Bottled-up bills add to rebels' cause
By Rick Klein
Globe Staff

The Senate passed the measure unanimously, and 92 of 160 House members signed a letter supporting it. So forgive state Representative Carol A. Donovan for figuring the bill was a shoo-in to become law this year.

But the measure to require insurance companies to cover birth control pills has been stalled for two months in the House Ways and Means Committee, where House Speaker Thomas M. Finneran controls the votes. With the committee mum about why the bill is locked up, Donovan and other supporters say they can come to only one conclusion: Finneran doesn't want it to happen.

"It's stuck," said Donovan, a Woburn Democrat. "There's no reason whatsoever for this, with broad support in the House and passage by the Senate. But we can't even get a vote on it. They make you sweat blood."

While Finneran makes headlines with his bold power plays and punishments for political enemies, this more subtle exertion of legislative power often goes unnoticed by the public. Yet some House members say they have learned to expect this type of behavior under Finneran's rule.

"It's common knowledge among the members that if the speaker doesn't like a bill, you're not going to see it," said Representative Douglas W. Petersen, a Marblehead Democrat who is vice-chairman of the House Committee on Taxation. "It speaks to a truncated system where members' desire to debate bills is thwarted. There isn't an open system."

This practice, in use since long before Finneran's speakership, is one factor feeding the recent discontent among House members. Disgruntled representatives are working on a list of demands that will include opening the legislative process and conducting more debate on policy issues.

Finneran did not return calls for comment. His majority whip, Representative Lida E. Harkins of Needham, acknowledged that bills tend to bottleneck in some committees, but she said that committees must carefully examine bills before pushing them forward.

Harkins said opposition from House leaders does not stop most pieces of legislation from reaching the floor. She also noted that the Senate often fails to act on House-sponsored bills.

"I'm not suggesting that there may not have been times that things have been held up for the wrong reasons," Harkins said. But "I don't think there's a deliberate effort to keep a lot of controversial bills locked up. They should come out, and we should vote on them."
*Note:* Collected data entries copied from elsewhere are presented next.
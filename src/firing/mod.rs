//! Reaction to fired alarms.
//!
//! Each fire moves an alarm through `Idle → Ringing → (Stopped | Snoozed)`.
//! While ringing, the handler owns the alarm's [`AlertSession`] and its
//! notification. Stop and snooze persist `is_active = false` straight to the
//! store and publish an [`AlarmTurnedOff`] hint for any live client.

mod error;

use std::collections::HashMap;
use std::sync::Arc;

use chrono::{DateTime, Duration, TimeZone, Utc};
use serde::{Deserialize, Serialize};
use tokio::sync::broadcast;
use tracing::{debug, info, warn};

pub use error::FiringError;

use crate::alert::{AlertPresenter, AlertSession, AlertSpec, SoundSource};
use crate::notification::{create_alarm_content, NotificationPresenter};
use crate::scheduler::{AlarmScheduler, WakePayload};
use crate::store::AlarmStore;
use crate::types::{AlarmId, DEFAULT_ALARM_NAME};

/// Default snooze length in minutes.
pub const DEFAULT_SNOOZE_MINUTES: u32 = 5;

const SIGNAL_CAPACITY: usize = 16;

/// Ringing state of one alarm.
#[derive(Debug, Clone, Copy, PartialEq, Eq, Default, Serialize, Deserialize)]
#[serde(rename_all = "snake_case")]
pub enum RingState {
    /// Not ringing
    #[default]
    Idle,
    /// Alert is being presented
    Ringing,
    /// Stopped by the user
    Stopped,
    /// Snoozed by the user
    Snoozed,
}

impl RingState {
    /// Returns the string representation of the state.
    pub fn as_str(&self) -> &'static str {
        match self {
            RingState::Idle => "idle",
            RingState::Ringing => "ringing",
            RingState::Stopped => "stopped",
            RingState::Snoozed => "snoozed",
        }
    }
}

/// Published when stop or snooze switches an alarm off.
#[derive(Debug, Clone, Copy, PartialEq, Eq, Serialize, Deserialize)]
#[serde(rename_all = "camelCase")]
pub struct AlarmTurnedOff {
    /// Alarm that was switched off
    pub alarm_id: AlarmId,
}

struct Ringing {
    session: Option<AlertSession>,
    payload: WakePayload,
}

/// Handles fired alarms and the stop/snooze actions on them.
pub struct AlarmFiringHandler {
    presenter: Arc<dyn AlertPresenter>,
    notifier: Arc<dyn NotificationPresenter>,
    scheduler: AlarmScheduler,
    sound: SoundSource,
    snooze: Duration,
    ringing: HashMap<AlarmId, Ringing>,
    states: HashMap<AlarmId, RingState>,
    signals: broadcast::Sender<AlarmTurnedOff>,
}

impl AlarmFiringHandler {
    pub fn new(
        presenter: Arc<dyn AlertPresenter>,
        notifier: Arc<dyn NotificationPresenter>,
        scheduler: AlarmScheduler,
        sound: SoundSource,
    ) -> Self {
        let (signals, _) = broadcast::channel(SIGNAL_CAPACITY);
        Self {
            presenter,
            notifier,
            scheduler,
            sound,
            snooze: Duration::minutes(i64::from(DEFAULT_SNOOZE_MINUTES)),
            ringing: HashMap::new(),
            states: HashMap::new(),
            signals,
        }
    }

    /// Sets the snooze length.
    #[must_use]
    pub fn with_snooze_minutes(mut self, minutes: u32) -> Self {
        self.snooze = Duration::minutes(i64::from(minutes));
        self
    }

    /// Subscribes to turned-off signals. Delivery is best-effort.
    pub fn subscribe(&self) -> broadcast::Receiver<AlarmTurnedOff> {
        self.signals.subscribe()
    }

    /// Current ringing state of `id`.
    #[must_use]
    pub fn state(&self, id: AlarmId) -> RingState {
        self.states.get(&id).copied().unwrap_or_default()
    }

    #[must_use]
    pub fn is_ringing(&self, id: AlarmId) -> bool {
        self.ringing.contains_key(&id)
    }

    /// Ids of alarms currently ringing, in ascending order.
    #[must_use]
    pub fn ringing_ids(&self) -> Vec<AlarmId> {
        let mut ids: Vec<AlarmId> = self.ringing.keys().copied().collect();
        ids.sort_unstable();
        ids
    }

    /// Starts ringing for a fired wake-up.
    ///
    /// Returns false, without starting a second alert, if the alarm is
    /// already ringing. Alert and notification failures are logged only.
    pub fn fire(&mut self, payload: &WakePayload) -> bool {
        let id = payload.alarm_id;
        if self.ringing.contains_key(&id) {
            debug!("Alarm {} is already ringing", id);
            return false;
        }

        let spec = AlertSpec::alarm(self.sound.clone());
        let session = match AlertSession::start(self.presenter.clone(), &spec) {
            Ok(session) => Some(session),
            Err(e) => {
                warn!("Alarm {} alert failed: {} ({})", id, e, e.suggestion());
                None
            }
        };

        let content = create_alarm_content(&payload.alarm_name, &payload.label);
        if let Err(e) = self.notifier.show(id, &content) {
            warn!("Alarm {} notification failed: {}", id, e);
        }

        info!("Alarm {} ({}) ringing", id, payload.alarm_name);
        self.ringing.insert(
            id,
            Ringing {
                session,
                payload: payload.clone(),
            },
        );
        self.states.insert(id, RingState::Ringing);
        true
    }

    /// Stops alarm `id` and switches it off.
    ///
    /// Always ends the alert and notification, whether or not the alarm was
    /// ringing or its alert ever started.
    ///
    /// # Errors
    ///
    /// Returns an error if the switched-off state cannot be persisted.
    pub fn stop(&mut self, store: &mut AlarmStore, id: AlarmId) -> Result<(), FiringError> {
        self.silence(id);
        self.scheduler.cancel(id);
        self.switch_off(store, id)?;
        self.states.insert(id, RingState::Stopped);
        info!("Alarm {} stopped", id);
        Ok(())
    }

    /// Stops alarm `id` and fires it again after the snooze length.
    ///
    /// The record's repeat rule is left untouched; the snoozed fire keeps
    /// the alarm name. Returns the snoozed fire time.
    ///
    /// # Errors
    ///
    /// Returns an error if the state cannot be persisted or the snoozed
    /// wake-up is rejected.
    pub fn snooze<Tz: TimeZone>(
        &mut self,
        store: &mut AlarmStore,
        id: AlarmId,
        now: &DateTime<Tz>,
    ) -> Result<DateTime<Utc>, FiringError> {
        let ringing_name = self.silence(id).map(|payload| payload.alarm_name);
        let name = store
            .get(id)
            .map(|alarm| alarm.alarm_name.clone())
            .or(ringing_name)
            .unwrap_or_else(|| DEFAULT_ALARM_NAME.to_string());

        self.scheduler.cancel(id);
        self.switch_off(store, id)?;

        let fire_at = now.with_timezone(&Utc) + self.snooze;
        self.scheduler
            .schedule_at(id, fire_at, WakePayload::snooze(id, name))?;

        self.states.insert(id, RingState::Snoozed);
        info!("Alarm {} snoozed until {}", id, fire_at);
        Ok(fire_at)
    }

    /// Drops everything held for a deleted alarm, silencing it if it rings.
    pub fn forget(&mut self, id: AlarmId) {
        if self.silence(id).is_some() {
            info!("Deleted alarm {} silenced", id);
        }
        self.states.remove(&id);
    }

    /// Ends the alert and notification for `id`, returning what was ringing.
    fn silence(&mut self, id: AlarmId) -> Option<WakePayload> {
        self.notifier.dismiss(id);
        self.ringing.remove(&id).map(|ringing| {
            if let Some(session) = ringing.session {
                session.release();
            }
            ringing.payload
        })
    }

    fn switch_off(&self, store: &mut AlarmStore, id: AlarmId) -> Result<(), FiringError> {
        match store.set_active(id, false) {
            Ok(_) => {}
            Err(e) if e.is_not_found() => debug!("Alarm {} no longer exists", id),
            Err(e) => return Err(e.into()),
        }
        // No subscribers is fine.
        let _ = self.signals.send(AlarmTurnedOff { alarm_id: id });
        Ok(())
    }
}

impl std::fmt::Debug for AlarmFiringHandler {
    fn fmt(&self, f: &mut std::fmt::Formatter<'_>) -> std::fmt::Result {
        f.debug_struct("AlarmFiringHandler")
            .field("ringing", &self.ringing_ids())
            .field("snooze", &self.snooze)
            .finish_non_exhaustive()
    }
}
Harkins said that this year's all-consuming budget negotiations may have tied up some bills longer than is optimal. And she said the burden falls to rank-and-file members to free bills from committee if they feel strongly about them. (House members can force a bill out of committee with a majority vote, though such motions rarely succeed because so many members are wary of crossing leadership on procedural issues.)

Finneran's critics contend that the speaker manipulates the committee process to push through measures he favors and hold back those he opposes, even if a bill has demonstrable, widespread support. When items the speaker doesn't favor come out of committee, Finneran can set up roadblocks by sending them to other committees where his loyalists will do his bidding, Petersen said.

This year, for example, House members of the Joint Committee on Commerce and Labor referred a proposal to tie minimum wage increases to inflation off for study, but did not specify by whom, or when it would be completed. That's the easiest way to kill a measure in the Legislature.

While Finneran has not stated his position on the minimum wage bill, he has a reputation as a fiscal conservative.

The Senate, frustrated by that action, passed the proposal on its own a few weeks later. The bill was then referred to House Ways and Means, the budget-writing committee that Finneran keeps under tight control by appointing a majority of loyalists on the 31-member panel. The measure can stay there for as long as House leaders want it to, and many members feel powerless to do anything about it.

A similar fate has befallen bids to extend benefits to the gay partners of public employees. Domestic-partnership bills pass the Senate perennially but almost never come up in the House. The latest measure has been in the House Ways and Means Committee since September; Finneran and his Ways and Means Chairman, John H. Rogers of Norwood, publicly oppose the measure.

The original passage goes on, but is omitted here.